§ **Exercise directions**:
Throughout the listing below, show every line in which "before" occurs.

:: Data for review ::

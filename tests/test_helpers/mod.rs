//! Scoped environment changes for integration tests.

use std::env;
use std::sync::{Mutex, MutexGuard, OnceLock};

static ENV_MUTEX: OnceLock<Mutex<()>> = OnceLock::new();

/// Restores the previous values of the variables it changed when dropped.
pub struct EnvVarGuard {
    previous: Vec<(String, Option<String>)>,
    _lock: MutexGuard<'static, ()>,
}

impl EnvVarGuard {
    /// Sets or removes each variable for the lifetime of the guard.
    pub fn set_many(changes: &[(String, Option<String>)]) -> Self {
        let lock = ENV_MUTEX
            .get_or_init(|| Mutex::new(()))
            .lock()
            .unwrap_or_else(std::sync::PoisonError::into_inner);
        let previous = changes
            .iter()
            .map(|(key, value)| {
                let before = env::var(key).ok();
                apply(key, value.as_deref());
                (key.clone(), before)
            })
            .collect();
        Self {
            previous,
            _lock: lock,
        }
    }
}

impl Drop for EnvVarGuard {
    fn drop(&mut self) {
        for (key, value) in self.previous.drain(..).rev() {
            apply(&key, value.as_deref());
        }
    }
}

fn apply(key: &str, value: Option<&str>) {
    unsafe {
        // SAFETY: the guard's mutex serializes environment mutation in tests.
        match value {
            Some(new_value) => env::set_var(key, new_value),
            None => env::remove_var(key),
        }
    }
}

:::

§ **Exercise output**:
                let before = env::var(key).ok();
                (key.clone(), before)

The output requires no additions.